By: rwessel (robertwessel.delete@this.yahoo.com), October 27, 2006 3:21 pm
Room: Moderated Discussions
Linus Torvalds (torvalds@osdl.org) on 10/27/06 wrote:
---------------------------
>Rob Thorpe (rthorpe@realworldtech.com) on 10/27/06 wrote:
>>
>>You can't not have special cases. Everything a
>>microprocessor does is a special case tailored to some
>>set of particular applications.
>
>My point, which you seem to totally miss, over and over
>again, is that certain design approaches makes this worse.
>
>For example, there is the approach that x86 chose (never
>mind the reasons):
>
>- memory ordering is totally an internal issue, and
>memory barriers aren't needed, because we will just
>make the uarch do the rigt thing
>
>is fundamentally more robust than the approach
>most RISC vendors took.
>
>In other words, while the two are "equally good" in theory
>(and, in fact, release consistency might be better in
>theory), in practice it is better to just
>not even aim for the theory.
>
>Why is that so hard for people to understand? You should
>avoid special cases in the first place, not optimize for
>them.
>
>So the fact is, you very much can "not have special
>cases" in most settings. Yes, you'll inevitably need them
>for something, but if you can avoid them, you're a
>lot better off.
>
>The x86 memory ordering is one such thing. It didn't have
>memory barriers, and instead of adding them, they just
>accepted the fact that they aren't needed, if you just
>see the instruction stream as largely linear, and hide the
>fact that the actual execution may not be from all other
>levels..
>
>See?
>
>The extreme way of not doing this right is to
>expose all the quirks very publicly, and make every single
>special case be an architectural feature, visible to all.

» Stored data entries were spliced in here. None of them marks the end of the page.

//! Binary frame formats for calls and responses.
//!
//! Call frame:
//!
//! ```text
//! +---------+-------------+-------------------------+------+-------+
//! | req-id  | body_len    | service '.' method      | \0   | param |
//! | varint  | i32 LE      | ...                     | 1    | ...   |
//! +---------+-------------+-------------------------+------+-------+
//! ```
//!
//! Response frame:
//!
//! ```text
//! +---------+--------+-------------+---------------------------------+
//! | req-id  | tag    | body_len    | body                            |
//! | varint  | u8     | i32 LE      | error message or result bytes   |
//! +---------+--------+-------------+---------------------------------+
//! ```
//!
//! `body_len` counts every byte after the length field and must be
//! positive.

use crate::error::ProtocolError;
use crate::message::{validate_method_name, validate_service_name, Call, Response};
use crate::varint::{decode_varint, put_varint, varint_len};
use crate::{MAX_PAYLOAD_SIZE, SIGNATURE_SEPARATOR};
use bytes::{Buf, BufMut, BytesMut};

/// Size of the body length field in bytes.
pub const LENGTH_PREFIX_SIZE: usize = 4;

/// Discriminant byte of a response frame.
#[derive(Debug, Clone, Copy, PartialEq, Eq)]
#[repr(u8)]
pub enum ResponseTag {
    Failure = 0,
    Success = 1,
}

impl TryFrom<u8> for ResponseTag {
    type Error = ProtocolError;

    fn try_from(byte: u8) -> Result<Self, ProtocolError> {
        match byte {
            0 => Ok(ResponseTag::Failure),
            1 => Ok(ResponseTag::Success),
            other => Err(ProtocolError::InvalidTag(other)),
        }
    }
}

/// A message with a binary frame representation.
pub trait Frame: Sized {
    /// Encodes the message into a complete frame.
    fn encode(&self) -> Result<BytesMut, ProtocolError>;

    /// Decodes one frame from the front of `buf`.
    ///
    /// Returns `Ok(Some(msg))` and consumes the frame if it is complete,
    /// `Ok(None)` without consuming anything if more data is needed, or
    /// `Err` on protocol errors.
    fn decode(buf: &mut BytesMut) -> Result<Option<Self>, ProtocolError>;
}

fn check_body_len(len: usize) -> Result<i32, ProtocolError> {
    if len > MAX_PAYLOAD_SIZE as usize {
        return Err(ProtocolError::FrameTooLarge {
            size: len,
            max: MAX_PAYLOAD_SIZE,
        });
    }
    Ok(len as i32)
}

/// Reads and validates the body length at the start of `buf`.
fn peek_body_len(buf: &[u8]) -> Result<Option<usize>, ProtocolError> {
    if buf.len() < LENGTH_PREFIX_SIZE {
        return Ok(None);
    }
    let len = i32::from_le_bytes([buf[0], buf[1], buf[2], buf[3]]);
    if len <= 0 {
        return Err(ProtocolError::NonPositiveLength(len));
    }
    if len as u32 > MAX_PAYLOAD_SIZE {
        return Err(ProtocolError::FrameTooLarge {
            size: len as usize,
            max: MAX_PAYLOAD_SIZE,
        });
    }
    Ok(Some(len as usize))
}

impl Frame for Call {
    fn encode(&self) -> Result<BytesMut, ProtocolError> {
        validate_service_name(&self.service)?;
        validate_method_name(&self.method)?;

        let body_len = self.service.len() + 1 + self.method.len() + 1 + self.param.len();
        let len_field = check_body_len(body_len)?;

        let mut buf = BytesMut::with_capacity(varint_len(self.id) + LENGTH_PREFIX_SIZE + body_len);
        put_varint(&mut buf, self.id);
        buf.put_i32_le(len_field);
        buf.put_slice(self.service.as_bytes());
        buf.put_u8(SIGNATURE_SEPARATOR as u8);
        buf.put_slice(self.method.as_bytes());
        buf.put_u8(0);
        buf.put_slice(&self.param);

        Ok(buf)
    }

    fn decode(buf: &mut BytesMut) -> Result<Option<Self>, ProtocolError> {
        let Some((id, id_len)) = decode_varint(buf)? else {
            return Ok(None);
        };
        let Some(body_len) = peek_body_len(&buf[id_len..])? else {
            return Ok(None);
        };

        let header_len = id_len + LENGTH_PREFIX_SIZE;
        if buf.len() < header_len + body_len {
            return Ok(None);
        }

        buf.advance(header_len);
        let body = buf.split_to(body_len).freeze();

        let nul = body
            .iter()
            .position(|&b| b == 0)
            .ok_or(ProtocolError::MissingTerminator)?;
        let signature =
            std::str::from_utf8(&body[..nul]).map_err(|_| ProtocolError::InvalidUtf8)?;
        let (service, method) = crate::message::parse_signature(signature)?;

        Ok(Some(Call {
            id,
            service: service.to_string(),
            method: method.to_string(),
            param: body.slice(nul + 1..),
        }))
    }
}

impl Frame for Response {
    fn encode(&self) -> Result<BytesMut, ProtocolError> {
        let (tag, body): (ResponseTag, &[u8]) = match &self.outcome {
            Ok(result) => (ResponseTag::Success, &result[..]),
            Err(message) => (ResponseTag::Failure, message.as_bytes()),
        };
        if body.is_empty() {
            return Err(ProtocolError::EmptyBody);
        }
        let len_field = check_body_len(body.len())?;

        let mut buf = BytesMut::with_capacity(varint_len(self.id) + 1 + LENGTH_PREFIX_SIZE + body.len());
        put_varint(&mut buf, self.id);
        buf.put_u8(tag as u8);
        buf.put_i32_le(len_field);
        buf.put_slice(body);

        Ok(buf)
    }

    fn decode(buf: &mut BytesMut) -> Result<Option<Self>, ProtocolError> {
        let Some((id, id_len)) = decode_varint(buf)? else {
            return Ok(None);
        };
        let Some(&tag_byte) = buf.get(id_len) else {
            return Ok(None);
        };
        let tag = ResponseTag::try_from(tag_byte)?;
        let Some(body_len) = peek_body_len(&buf[id_len + 1..])? else {
            return Ok(None);
        };

        let header_len = id_len + 1 + LENGTH_PREFIX_SIZE;
        if buf.len() < header_len + body_len {
            return Ok(None);
        }

        buf.advance(header_len);
        let body = buf.split_to(body_len).freeze();

        let outcome = match tag {
            ResponseTag::Success => Ok(body),
            ResponseTag::Failure => Err(String::from_utf8(body.to_vec())
                .map_err(|_| ProtocolError::InvalidUtf8)?),
        };

        Ok(Some(Response { id, outcome }))
    }
}

#[cfg(test)]
mod tests {
    use super::*;
    use bytes::Bytes;
    use proptest::prelude::*;

    #[test]
    fn test_call_layout() {
        let call = Call::new(1, "a", "b", Bytes::from_static(b"xy")).unwrap();
        let encoded = call.encode().unwrap();
        // id 1 -> zig-zag 2, body "a.b\0xy" is 6 bytes.
        assert_eq!(&encoded[..], b"\x02\x06\x00\x00\x00a.b\x00xy");
    }

    #[test]
    fn test_response_layout() {
        let encoded = Response::success(-1, "ok").encode().unwrap();
        assert_eq!(&encoded[..], b"\x01\x01\x02\x00\x00\x00ok");

        let encoded = Response::failure(0, "no").encode().unwrap();
        assert_eq!(&encoded[..], b"\x00\x00\x02\x00\x00\x00no");
    }

    #[test]
    fn test_call_roundtrip() {
        let call = Call::new(1024, "a", "a", Bytes::from_static(b"111")).unwrap();
        let mut buf = call.encode().unwrap();
        let decoded = Call::decode(&mut buf).unwrap().unwrap();
        assert_eq!(decoded, call);
        assert!(buf.is_empty());
    }

    #[test]
    fn test_call_with_empty_param() {
        let call = Call::new(5, "svc", "ping", Bytes::new()).unwrap();
        let mut buf = call.encode().unwrap();
        let decoded = Call::decode(&mut buf).unwrap().unwrap();
        assert!(decoded.param.is_empty());
        assert_eq!(decoded.method, "ping");
    }

    #[test]
    fn test_call_method_keeps_extra_dots() {
        let call = Call::new(9, "svc", "v2.get", Bytes::from_static(b"p")).unwrap();
        let mut buf = call.encode().unwrap();
        let decoded = Call::decode(&mut buf).unwrap().unwrap();
        assert_eq!(decoded.service, "svc");
        assert_eq!(decoded.method, "v2.get");
    }

    #[test]
    fn test_param_may_contain_nul() {
        let call = Call::new(2, "svc", "m", Bytes::from_static(b"\0a\0")).unwrap();
        let mut buf = call.encode().unwrap();
        let decoded = Call::decode(&mut buf).unwrap().unwrap();
        assert_eq!(decoded.param, Bytes::from_static(b"\0a\0"));
    }

    #[test]
    fn test_incomplete_frames_consume_nothing() {
        let call = Call::new(77, "hello", "echo", Bytes::from_static(b"42")).unwrap();
        let encoded = call.encode().unwrap();
        for cut in 0..encoded.len() {
            let mut buf = BytesMut::from(&encoded[..cut]);
            assert!(Call::decode(&mut buf).unwrap().is_none(), "cut at {cut}");
            assert_eq!(buf.len(), cut);
        }

        let encoded = Response::failure(77, "nope").encode().unwrap();
        for cut in 0..encoded.len() {
            let mut buf = BytesMut::from(&encoded[..cut]);
            assert!(Response::decode(&mut buf).unwrap().is_none(), "cut at {cut}");
            assert_eq!(buf.len(), cut);
        }
    }

    #[test]
    fn test_non_positive_length_rejected() {
        let mut zero = BytesMut::from(&b"\x02\x00\x00\x00\x00"[..]);
        assert_eq!(
            Call::decode(&mut zero),
            Err(ProtocolError::NonPositiveLength(0))
        );

        let mut negative = BytesMut::from(&b"\x02\xff\xff\xff\xff"[..]);
        assert_eq!(
            Call::decode(&mut negative),
            Err(ProtocolError::NonPositiveLength(-1))
        );

        let mut response = BytesMut::from(&b"\x02\x01\x00\x00\x00\x00"[..]);
        assert_eq!(
            Response::decode(&mut response),
            Err(ProtocolError::NonPositiveLength(0))
        );
    }

    #[test]
    fn test_oversized_length_rejected() {
        let mut buf = BytesMut::new();
        put_varint(&mut buf, 1);
        buf.put_i32_le(MAX_PAYLOAD_SIZE as i32 + 1);
        assert!(matches!(
            Call::decode(&mut buf),
            Err(ProtocolError::FrameTooLarge { .. })
        ));
    }

    #[test]
    fn test_missing_terminator() {
        let mut buf = BytesMut::from(&b"\x02\x03\x00\x00\x00a.b"[..]);
        assert_eq!(Call::decode(&mut buf), Err(ProtocolError::MissingTerminator));
    }

    #[test]
    fn test_signature_without_separator() {
        let mut buf = BytesMut::from(&b"\x02\x04\x00\x00\x00abc\x00"[..]);
        assert!(matches!(
            Call::decode(&mut buf),
            Err(ProtocolError::InvalidSignature(_))
        ));
    }

    #[test]
    fn test_invalid_tag() {
        let mut buf = BytesMut::from(&b"\x02\x05\x01\x00\x00\x00x"[..]);
        assert_eq!(Response::decode(&mut buf), Err(ProtocolError::InvalidTag(5)));
    }

    #[test]
    fn test_error_body_must_be_utf8() {
        let mut buf = BytesMut::from(&b"\x02\x00\x01\x00\x00\x00\xff"[..]);
        assert_eq!(Response::decode(&mut buf), Err(ProtocolError::InvalidUtf8));
    }

    #[test]
    fn test_empty_response_body_not_encodable() {
        assert_eq!(
            Response::success(1, Bytes::new()).encode(),
            Err(ProtocolError::EmptyBody)
        );
        assert_eq!(
            Response::failure(1, "").encode(),
            Err(ProtocolError::EmptyBody)
        );
    }

    #[test]
    fn test_encode_rejects_invalid_names() {
        let call = Call {
            id: 1,
            service: "a.b".to_string(),
            method: "m".to_string(),
            param: Bytes::new(),
        };
        assert!(matches!(
            call.encode(),
            Err(ProtocolError::InvalidServiceName(_))
        ));
    }

    #[test]
    fn test_multiple_frames_in_buffer() {
        let mut buf = BytesMut::new();
        buf.extend_from_slice(&Response::success(1, "one").encode().unwrap());
        buf.extend_from_slice(&Response::failure(2, "two").encode().unwrap());

        let first = Response::decode(&mut buf).unwrap().unwrap();
        assert_eq!(first, Response::success(1, "one"));
        let second = Response::decode(&mut buf).unwrap().unwrap();
        assert_eq!(second, Response::failure(2, "two"));
        assert!(Response::decode(&mut buf).unwrap().is_none());
    }

    proptest! {
        #[test]
        fn prop_call_roundtrip(
            id in any::<i64>(),
            service in "[a-zA-Z0-9_]{1,16}",
            method in "[a-zA-Z0-9_]{1,16}",
            param in proptest::collection::vec(any::<u8>(), 0..256),
        ) {
            let call = Call::new(id, service, method, param).unwrap();
            let mut buf = call.encode().unwrap();
            let decoded = Call::decode(&mut buf).unwrap().unwrap();
            prop_assert_eq!(decoded, call);
            prop_assert!(buf.is_empty());
        }

        #[test]
        fn prop_response_roundtrip(
            id in any::<i64>(),
            success in any::<bool>(),
            result in proptest::collection::vec(any::<u8>(), 1..256),
            message in "[a-zA-Z0-9 :_-]{1,64}",
        ) {
            let response = if success {
                Response::success(id, result)
            } else {
                Response::failure(id, message)
            };
            let mut buf = response.encode().unwrap();
            let decoded = Response::decode(&mut buf).unwrap().unwrap();
            prop_assert_eq!(decoded, response);
        }
    }
}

>So you'd have register renaming done in an architecturally
>visible manner, you'd have memory ordering done visibly,
>you'd have IEEE special cases done by software.
>
>That's "obviously better", because it allows the hardware
>engineers to punt the hard stuff, right?
>
>WRONG.
>
>And that's what I'm saying. Certain mental models
>are just wrong. The "let special cases be handled by others"
>is such a mental model. It may work, but it results
>in crap in the end.
I largely agree with you on the memory ordering issue. There are just too many cases where the relaxed models are a royal PITA if the explicit barriers are expensive (expensive == too costly to put before 1/3 of all loads and stores). But I do think that it would be useful to offer both fast (relatively) strongly ordered loads and store *and* some even faster relaxed order loads and stores (which would, hopefully, imply that the explicit barriers would be reasonably fast too).
Of course convincing a compiler to make use of both is going to be a bit of a trick.
As a general concept, performance surprises are a bad idea. But I don't think that all cases are reasonably avoidable. We've discussed unaligned loads and stores before. IMO, all architectures should provide unaligned loads and store (even if several times slower than an aligned memory access), up to the point where the access crosses a page boundary. At that point you end up adding a huge amount of complexity for a really quite rare case. Can it be done? Obviously. Would having page-crossing aligned accesses handled in hardware improve my life as a programmer? Sure. But it's something I could easily live without (unlike, say, a total lack of “real” unaligned memory access support, which is a huge PITA).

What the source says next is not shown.